Uniting Wimmera’s strengthening support co-ordinator Julie Dunmill said Ms Donaldson was named as a state finalist in the Telstra Women’s Business Awards for her work in the disability sector. She also received a DEDA Leadership award during her business study.

“Emma will be talking about how we should step into the shoe of the person with autism, to better understand their daily needs, rather than jump straight into solution mode,” Ms Dunmill said. 

There will be opportunities for parents and guardians to share their stories, experiences and challenges of raising a child on the spectrum.

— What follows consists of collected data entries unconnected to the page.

//! Shopper account commands.
//!
//! ```bash
//! outfitter user create -u alice -e alice@example.com
//! ```
//!
//! The password is read from `OUTFITTER_USER_PASSWORD` so it never lands in
//! shell history.

use secrecy::{ExposeSecret, SecretString};

use outfitter_core::User;
use outfitter_storefront::services::auth::AuthService;

use super::{CliError, connect};

/// Environment variable holding the new account's password.
pub const PASSWORD_ENV: &str = "OUTFITTER_USER_PASSWORD";

/// Create a username/password account.
pub async fn create(username: &str, email: Option<&str>) -> Result<User, CliError> {
    let pool = connect().await?;
    let password = std::env::var(PASSWORD_ENV)
        .map(SecretString::from)
        .map_err(|_| CliError::MissingEnvVar(PASSWORD_ENV))?;

    let user = AuthService::new(&pool)
        .register_with_password(username, email, password.expose_secret())
        .await?;

    tracing::info!("User created! ID: {}, Username: {}", user.id, user.username);
    Ok(user)
}
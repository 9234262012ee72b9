//! Checkout, coupon and payment route handlers.
//!
//! The flow is: attach a billing address (`/checkout`), optionally apply a
//! coupon (`/add-coupon`), then record the payment and place the order
//! (`/payment`). The charge itself happens client-side with the payment
//! gateway; only its charge id reaches us.

use axum::{
    Json,
    extract::State,
    http::StatusCode,
};
use chrono::{DateTime, Utc};
use serde::{Deserialize, Serialize};
use tracing::instrument;

use outfitter_core::{
    BillingAddress, CountryCode, Money, NewBillingAddress, PaymentId, RefCode,
};

use super::cart::{NO_ACTIVE_ORDER, SummaryView, no_active_order};
use crate::db::{CartRepository, CouponRepository, OrderRepository};
use crate::error::{AppError, Result, add_breadcrumb};
use crate::middleware::RequireUser;
use crate::state::AppState;
use crate::urls::{self, Route};

/// A selectable country.
#[derive(Debug, Serialize)]
pub struct CountryOption {
    pub code: CountryCode,
    pub name: &'static str,
}

/// Data for the checkout form.
#[derive(Debug, Serialize)]
pub struct CheckoutPage {
    pub order: SummaryView,
    pub countries: Vec<CountryOption>,
}

/// Response after saving a billing address.
#[derive(Debug, Serialize)]
pub struct AddressSaved {
    pub address: BillingAddress,
    pub next: String,
}

/// Coupon form data.
#[derive(Debug, Deserialize)]
pub struct CouponForm {
    pub code: String,
}

/// Response after applying a coupon.
#[derive(Debug, Serialize)]
pub struct CouponApplied {
    pub message: &'static str,
    pub order: SummaryView,
}

/// Payment form data.
#[derive(Debug, Deserialize)]
pub struct PaymentForm {
    /// Charge id returned by the payment gateway.
    #[serde(alias = "stripeToken")]
    pub stripe_charge_id: String,
}

/// Payment receipt.
#[derive(Debug, Serialize)]
pub struct PaymentView {
    pub id: PaymentId,
    pub amount: Money,
    pub timestamp: DateTime<Utc>,
}

/// Response after placing an order.
#[derive(Debug, Serialize)]
pub struct OrderPlaced {
    pub message: &'static str,
    pub ref_code: Option<RefCode>,
    pub payment: PaymentView,
    pub order: SummaryView,
    pub next: String,
}

/// Show the open cart with the country list for the address form.
#[instrument(skip_all, fields(user_id = %user.id))]
pub async fn checkout_page(
    State(state): State<AppState>,
    RequireUser(user): RequireUser,
) -> Result<Json<CheckoutPage>> {
    let summary = CartRepository::new(state.pool())
        .summary(user.id)
        .await?
        .ok_or_else(|| AppError::NotFound(NO_ACTIVE_ORDER.to_owned()))?;

    Ok(Json(CheckoutPage {
        order: SummaryView::new(&summary, &state.config().currency_symbol),
        countries: CountryCode::all()
            .map(|(code, name)| CountryOption { code, name })
            .collect(),
    }))
}

/// Save a billing address and attach it to the open cart.
#[instrument(skip_all, fields(user_id = %user.id))]
pub async fn checkout(
    State(state): State<AppState>,
    RequireUser(user): RequireUser,
    Json(form): Json<NewBillingAddress>,
) -> Result<(StatusCode, Json<AddressSaved>)> {
    let address = CartRepository::new(state.pool())
        .set_billing_address(user.id, form)
        .await
        .map_err(no_active_order)?;

    Ok((
        StatusCode::CREATED,
        Json(AddressSaved {
            address,
            next: urls::reverse(Route::Payment),
        }),
    ))
}

/// Apply a coupon code to the open cart.
#[instrument(skip_all, fields(user_id = %user.id, code = %form.code))]
pub async fn add_coupon(
    State(state): State<AppState>,
    RequireUser(user): RequireUser,
    Json(form): Json<CouponForm>,
) -> Result<Json<CouponApplied>> {
    let carts = CartRepository::new(state.pool());
    if carts.open_cart(user.id).await?.is_none() {
        return Err(AppError::NotFound(NO_ACTIVE_ORDER.to_owned()));
    }

    let coupon = CouponRepository::new(state.pool())
        .get_by_code(&form.code)
        .await?
        .ok_or_else(|| AppError::NotFound("This coupon does not exist".to_owned()))?;

    let summary = carts
        .apply_coupon(user.id, &coupon)
        .await
        .map_err(no_active_order)?;

    Ok(Json(CouponApplied {
        message: "Successfully added coupon",
        order: SummaryView::new(&summary, &state.config().currency_symbol),
    }))
}

/// Show what is about to be paid for.
#[instrument(skip_all, fields(user_id = %user.id))]
pub async fn payment_page(
    State(state): State<AppState>,
    RequireUser(user): RequireUser,
) -> Result<Json<SummaryView>> {
    let summary = CartRepository::new(state.pool())
        .summary(user.id)
        .await?
        .ok_or_else(|| AppError::NotFound(NO_ACTIVE_ORDER.to_owned()))?;

    if summary.order.billing_address_id.is_none() {
        return Err(AppError::BadRequest(
            "You have not added a billing address".to_owned(),
        ));
    }

    Ok(Json(SummaryView::new(
        &summary,
        &state.config().currency_symbol,
    )))
}

/// Record the payment and place the order.
#[instrument(skip_all, fields(user_id = %user.id))]
pub async fn payment(
    State(state): State<AppState>,
    RequireUser(user): RequireUser,
    Json(form): Json<PaymentForm>,
) -> Result<(StatusCode, Json<OrderPlaced>)> {
    let (summary, payment) = OrderRepository::new(state.pool())
        .place_order(user.id, &form.stripe_charge_id)
        .await
        .map_err(no_active_order)?;

    add_breadcrumb("checkout", "Order placed", None);

    Ok((
        StatusCode::CREATED,
        Json(OrderPlaced {
            message: "Your order was successful!",
            ref_code: summary.order.ref_code.clone(),
            payment: PaymentView {
                id: payment.id,
                amount: payment.amount,
                timestamp: payment.timestamp,
            },
            order: SummaryView::new(&summary, &state.config().currency_symbol),
            next: urls::reverse(Route::Home),
        }),
    ))
}
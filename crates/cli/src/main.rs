//! Outfitter CLI - Database migrations and back-office tools.
//!
//! # Usage
//!
//! ```bash
//! # Run storefront database migrations
//! outfitter migrate
//!
//! # Load items and coupons from YAML
//! outfitter seed crates/cli/fixtures/catalog.yaml
//!
//! # Create a coupon
//! outfitter coupon create -c SPRING10 -a 10.00
//!
//! # Create a shopper account (password from OUTFITTER_USER_PASSWORD)
//! outfitter user create -u alice -e alice@example.com
//!
//! # Work the refund queue
//! outfitter refund list
//! outfitter refund accept 12
//!
//! # Look up placed orders
//! outfitter order list alice
//! outfitter order show <ref-code>
//!
//! # Move an order through delivery
//! outfitter order ship <ref-code>
//! outfitter order receive <ref-code>
//! ```

#![cfg_attr(not(test), forbid(unsafe_code))]

use clap::{Parser, Subcommand};

use outfitter_core::{Money, RefCode, RefundId};

mod commands;

#[derive(Parser)]
#[command(name = "outfitter")]
#[command(author, version, about = "Outfitter CLI tools")]
struct Cli {
    #[command(subcommand)]
    command: Commands,
}

#[derive(Subcommand)]
enum Commands {
    /// Run database migrations
    Migrate,
    /// Seed items and coupons from a YAML file
    Seed {
        /// Path to the seed file
        file: String,
    },
    /// Manage coupons
    Coupon {
        #[command(subcommand)]
        action: CouponAction,
    },
    /// Manage shopper accounts
    User {
        #[command(subcommand)]
        action: UserAction,
    },
    /// Handle refund requests
    Refund {
        #[command(subcommand)]
        action: RefundAction,
    },
    /// Inspect placed orders and update their delivery status
    Order {
        #[command(subcommand)]
        action: OrderAction,
    },
}

#[derive(Subcommand)]
enum CouponAction {
    /// Create a fixed-amount coupon
    Create {
        /// Coupon code customers enter at checkout
        #[arg(short, long)]
        code: String,

        /// Amount taken off the order total
        #[arg(short, long)]
        amount: Money,
    },
    /// List all coupons
    List,
}

#[derive(Subcommand)]
enum UserAction {
    /// Create a username/password account
    Create {
        #[arg(short, long)]
        username: String,

        #[arg(short, long)]
        email: Option<String>,
    },
}

#[derive(Subcommand)]
enum RefundAction {
    /// List refund requests awaiting a decision
    List,
    /// Accept a refund request
    Accept {
        /// Refund request ID
        id: RefundId,
    },
}

#[derive(Subcommand)]
enum OrderAction {
    /// List a user's placed orders
    List { username: String },
    /// Show an order's lines, payment and billing address
    Show { ref_code: RefCode },
    /// Mark an order as being delivered
    Ship { ref_code: RefCode },
    /// Mark an order as received
    Receive { ref_code: RefCode },
}

#[tokio::main]
async fn main() {
    tracing_subscriber::fmt::init();

    let cli = Cli::parse();

    if let Err(e) = run(cli).await {
        tracing::error!("Command failed: {e}");
        std::process::exit(1);
    }
}

async fn run(cli: Cli) -> Result<(), commands::CliError> {
    match cli.command {
        Commands::Migrate => commands::migrate::run().await?,
        Commands::Seed { file } => commands::seed::run(&file).await?,
        Commands::Coupon { action } => match action {
            CouponAction::Create { code, amount } => {
                commands::coupon::create(&code, amount).await?;
            }
            CouponAction::List => commands::coupon::list().await?,
        },
        Commands::User { action } => match action {
            UserAction::Create { username, email } => {
                commands::user::create(&username, email.as_deref()).await?;
            }
        },
        Commands::Refund { action } => match action {
            RefundAction::List => commands::refund::list_pending().await?,
            RefundAction::Accept { id } => commands::refund::accept(id).await?,
        },
        Commands::Order { action } => match action {
            OrderAction::List { username } => {
                commands::order::list(&username).await?;
            }
            OrderAction::Show { ref_code } => {
                commands::order::show(&ref_code).await?;
            }
            OrderAction::Ship { ref_code } => {
                commands::order::ship(&ref_code).await?;
            }
            OrderAction::Receive { ref_code } => {
                commands::order::receive(&ref_code).await?;
            }
        },
    }
    Ok(())
}
//! Payment repository.
//!
//! Payments are written only while placing an order (see
//! [`super::OrderRepository::place_order`]); this module reads them back.

use chrono::{DateTime, Utc};
use sqlx::{PgConnection, PgPool};

use outfitter_core::{MAX_CHARGE_ID_LENGTH, Money, Payment, PaymentId, UserId};

use super::RepositoryError;

const PAYMENT_COLUMNS: &str = "id, stripe_charge_id, user_id, amount, timestamp";

#[derive(Debug, sqlx::FromRow)]
struct PaymentRow {
    id: i32,
    stripe_charge_id: String,
    user_id: Option<i32>,
    amount: Money,
    timestamp: DateTime<Utc>,
}

impl From<PaymentRow> for Payment {
    fn from(row: PaymentRow) -> Self {
        Self {
            id: PaymentId::new(row.id),
            stripe_charge_id: row.stripe_charge_id,
            user_id: row.user_id.map(UserId::new),
            amount: row.amount,
            timestamp: row.timestamp,
        }
    }
}

/// Trim a processor charge id and check it fits the column.
fn normalize_charge_id(stripe_charge_id: &str) -> Result<&str, RepositoryError> {
    let charge_id = stripe_charge_id.trim();
    if charge_id.is_empty() || charge_id.chars().count() > MAX_CHARGE_ID_LENGTH {
        return Err(RepositoryError::Invalid(format!(
            "charge id must be 1 to {MAX_CHARGE_ID_LENGTH} characters"
        )));
    }
    Ok(charge_id)
}

/// Record a charge inside an open transaction.
pub(crate) async fn insert(
    conn: &mut PgConnection,
    stripe_charge_id: &str,
    user_id: UserId,
    amount: Money,
    at: DateTime<Utc>,
) -> Result<Payment, RepositoryError> {
    let charge_id = normalize_charge_id(stripe_charge_id)?;

    let row = sqlx::query_as::<_, PaymentRow>(&format!(
        r"
        INSERT INTO storefront.payment (stripe_charge_id, user_id, amount, timestamp)
        VALUES ($1, $2, $3, $4)
        RETURNING {PAYMENT_COLUMNS}
        "
    ))
    .bind(charge_id)
    .bind(user_id)
    .bind(amount)
    .bind(at)
    .fetch_one(&mut *conn)
    .await?;

    Ok(Payment::from(row))
}

/// Repository for payment lookups.
pub struct PaymentRepository<'a> {
    pool: &'a PgPool,
}

impl<'a> PaymentRepository<'a> {
    /// Create a new payment repository.
    #[must_use]
    pub const fn new(pool: &'a PgPool) -> Self {
        Self { pool }
    }

    /// Get a payment by ID.
    ///
    /// # Errors
    ///
    /// Returns `RepositoryError::Database` if the query fails.
    pub async fn get(&self, id: PaymentId) -> Result<Option<Payment>, RepositoryError> {
        let row = sqlx::query_as::<_, PaymentRow>(&format!(
            "SELECT {PAYMENT_COLUMNS} FROM storefront.payment WHERE id = $1"
        ))
        .bind(id)
        .fetch_optional(self.pool)
        .await?;

        Ok(row.map(Payment::from))
    }
}
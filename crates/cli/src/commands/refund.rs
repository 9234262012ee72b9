//! Refund back-office commands.
//!
//! ```bash
//! outfitter refund list
//! outfitter refund accept 12
//! ```

use outfitter_core::RefundId;
use outfitter_storefront::db::{RefundRepository, RepositoryError};

use super::{CliError, connect};

/// Log refund requests that have not been accepted yet.
pub async fn list_pending() -> Result<(), CliError> {
    let pool = connect().await?;
    let refunds = RefundRepository::new(&pool).list_pending().await?;

    tracing::info!("{} pending refund request(s)", refunds.len());
    for refund in refunds {
        tracing::info!(
            "  #{} order {} from {}: {}",
            refund.id,
            refund.order_id,
            refund.email,
            refund.reason
        );
    }
    Ok(())
}

/// Accept a refund request and mark its order as refunded.
pub async fn accept(id: RefundId) -> Result<(), CliError> {
    let pool = connect().await?;
    let refund = RefundRepository::new(&pool)
        .accept(id)
        .await
        .map_err(|e| match e {
            RepositoryError::NotFound => CliError::NotFound(format!("No refund with ID {id}")),
            other => other.into(),
        })?;

    tracing::info!("Refund {} accepted for order {}", refund.id, refund.order_id);
    Ok(())
}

Ms Dunmill also welcomed people caring for a child with autism to join the Autism Support Group.

“Our group meets monthly and includes parents, carers or guardians of children or young people with autism, or in the process of getting a diagnosis of autism. Our support meetings are usually held once a month over lunch at a local café in Horsham,” she said. 

“Parents and caregivers are able to share each other’s experiences, concerns, challenges and joys of raising children with autism and offer mutual support in a friendly relaxed atmosphere.

“Some of our members feel that people in the community, including some of their own family members and friends, simply don’t understand autism and their child’s challenging behavior.

“Children with autism can be often viewed by as ‘naughty’ and many people don’t understand the reasons behind their behavior, such as being overstimulated by noise.”